• What is needed:
When the line containing "an omitted field." appears in the listing below, set it down along with each later line through the end, exactly as written, and nothing before it.

─── Dataset records

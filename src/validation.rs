//! Field-level validation shared by the resource forms.
//!
//! Request bodies are deserialized into form structs where every field is
//! optional. A form is then resolved against the stored record (if any) using
//! a [WriteMode], collecting every problem into [FieldErrors] so the client
//! gets all messages at once.

use std::{collections::BTreeMap, fmt::Display};

use serde::{Deserialize, Deserializer, Serialize};

use crate::Error;

/// The message for a required field that was not submitted.
pub const REQUIRED_MESSAGE: &str = "This field is required.";

/// The validation messages for a request, keyed by field name.
///
/// Serializes as `{"field": ["message", ...]}`.
#[derive(Debug, Clone, Default, PartialEq, Eq, Serialize)]
#[serde(transparent)]
pub struct FieldErrors(BTreeMap<String, Vec<String>>);

impl FieldErrors {
    /// Create an empty set of errors.
    pub fn new() -> Self {
        Self::default()
    }

    /// Create errors holding a single message for `field`.
    pub fn single(field: &str, message: impl Into<String>) -> Self {
        let mut errors = Self::new();
        errors.add(field, message);
        errors
    }

    /// Record `message` against `field`.
    pub fn add(&mut self, field: &str, message: impl Into<String>) {
        self.0
            .entry(field.to_owned())
            .or_default()
            .push(message.into());
    }

    /// Whether no errors have been recorded.
    pub fn is_empty(&self) -> bool {
        self.0.is_empty()
    }

    /// The messages recorded for `field`.
    pub fn get(&self, field: &str) -> Option<&[String]> {
        self.0.get(field).map(Vec::as_slice)
    }
}

impl Display for FieldErrors {
    fn fmt(&self, f: &mut std::fmt::Formatter<'_>) -> std::fmt::Result {
        let mut first = true;

        for (field, messages) in &self.0 {
            if !first {
                write!(f, "; ")?;
            }
            write!(f, "{field}: {}", messages.join(" "))?;
            first = false;
        }

        Ok(())
    }
}

impl From<FieldErrors> for Error {
    fn from(errors: FieldErrors) -> Self {
        Error::Validation(errors)
    }
}

/// How a submitted form relates to the stored record.
#[derive(Debug, Clone, Copy, PartialEq, Eq)]
pub enum WriteMode {
    /// A new record, every required field must be submitted.
    Create,
    /// A full update (PUT), every required field must be submitted and
    /// omitted fields with defaults keep their stored value.
    Replace,
    /// A partial update (PATCH), omitted fields keep their stored value.
    Patch,
}

/// Strip leading and trailing whitespace from a submitted text field.
pub fn trim(value: Option<String>) -> Option<String> {
    value.map(|value| value.trim().to_owned())
}

/// Resolve a required field.
///
/// Returns the submitted value, or the stored value for [WriteMode::Patch].
/// Records [REQUIRED_MESSAGE] and returns `None` if neither applies.
pub fn resolve_required<T: Clone>(
    errors: &mut FieldErrors,
    field: &str,
    submitted: Option<T>,
    stored: Option<&T>,
    mode: WriteMode,
) -> Option<T> {
    match (submitted, mode) {
        (Some(value), _) => Some(value),
        (None, WriteMode::Patch) if stored.is_some() => stored.cloned(),
        (None, _) => {
            errors.add(field, REQUIRED_MESSAGE);
            None
        }
    }
}

/// Resolve a field that falls back to `default` on creation.
///
/// Updates keep the stored value when the field is omitted.
pub fn resolve_or<T: Clone>(
    submitted: Option<T>,
    stored: Option<&T>,
    mode: WriteMode,
    default: T,
) -> T {
    match (submitted, mode, stored) {
        (Some(value), _, _) => value,
        (None, WriteMode::Create, _) | (None, _, None) => default,
        (None, _, Some(stored)) => stored.clone(),
    }
}

/// Check that `value` is not blank, has no null characters and is at most
/// `max_chars` characters long.
pub fn check_text(errors: &mut FieldErrors, field: &str, value: Option<&str>, max_chars: usize) {
    let Some(value) = value else {
        return;
    };

    if value.trim().is_empty() {
        errors.add(field, "This field may not be blank.");
    }

    if value.contains('\0') {
        errors.add(field, "Null characters are not allowed.");
    }

    if value.chars().count() > max_chars {
        errors.add(
            field,
            format!("Ensure this field has no more than {max_chars} characters."),
        );
    }
}

/// Check that a price is a finite, non-negative number.
pub fn check_price(errors: &mut FieldErrors, field: &str, value: Option<f64>) {
    match value {
        Some(price) if !price.is_finite() => errors.add(field, "A valid number is required."),
        Some(price) if price < 0.0 => {
            errors.add(field, "Ensure this value is greater than or equal to 0.")
        }
        _ => {}
    }
}

/// Deserialize a present field as `Some`, so that `Option<Option<T>>` can tell
/// an explicit `null` apart from an omitted field.
///
/// Use together with `#[serde(default)]`.
pub fn deserialize_some<'de, T, D>(deserializer: D) -> Result<Option<T>, D::Error>
where
    T: Deserialize<'de>,
    D: Deserializer<'de>,
{
    T::deserialize(deserializer).map(Some)
}

#[cfg(test)]
mod field_errors_tests {
    use serde_json::json;

    use super::FieldErrors;

    #[test]
    fn serializes_as_field_map() {
        let mut errors = FieldErrors::new();
        errors.add("slug", "slug is required");
        errors.add("title", "This field may not be blank.");
        errors.add("title", "Null characters are not allowed.");

        let got = serde_json::to_value(&errors).unwrap();

        assert_eq!(
            got,
            json!({
                "slug": ["slug is required"],
                "title": ["This field may not be blank.", "Null characters are not allowed."],
            })
        );
    }

    #[test]
    fn display_joins_fields() {
        let mut errors = FieldErrors::new();
        errors.add("code", "a");
        errors.add("name", "b");

        assert_eq!(errors.to_string(), "code: a; name: b");
    }
}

──────

• Finished task:
/// an explicit `null` apart from an omitted field.
///
/// Use together with `#[serde(default)]`.
pub fn deserialize_some<'de, T, D>(deserializer: D) -> Result<Option<T>, D::Error>
where
    T: Deserialize<'de>,
    D: Deserializer<'de>,
{
    T::deserialize(deserializer).map(Some)
}

#[cfg(test)]
mod field_errors_tests {
    use serde_json::json;

    use super::FieldErrors;

    #[test]
    fn serializes_as_field_map() {
        let mut errors = FieldErrors::new();
        errors.add("slug", "slug is required");
        errors.add("title", "This field may not be blank.");
        errors.add("title", "Null characters are not allowed.");

        let got = serde_json::to_value(&errors).unwrap();

        assert_eq!(
            got,
            json!({
                "slug": ["slug is required"],
                "title": ["This field may not be blank.", "Null characters are not allowed."],
            })
        );
    }

    #[test]
    fn display_joins_fields() {
        let mut errors = FieldErrors::new();
        errors.add("code", "a");
        errors.add("name", "b");

        assert_eq!(errors.to_string(), "code: a; name: b");
    }
}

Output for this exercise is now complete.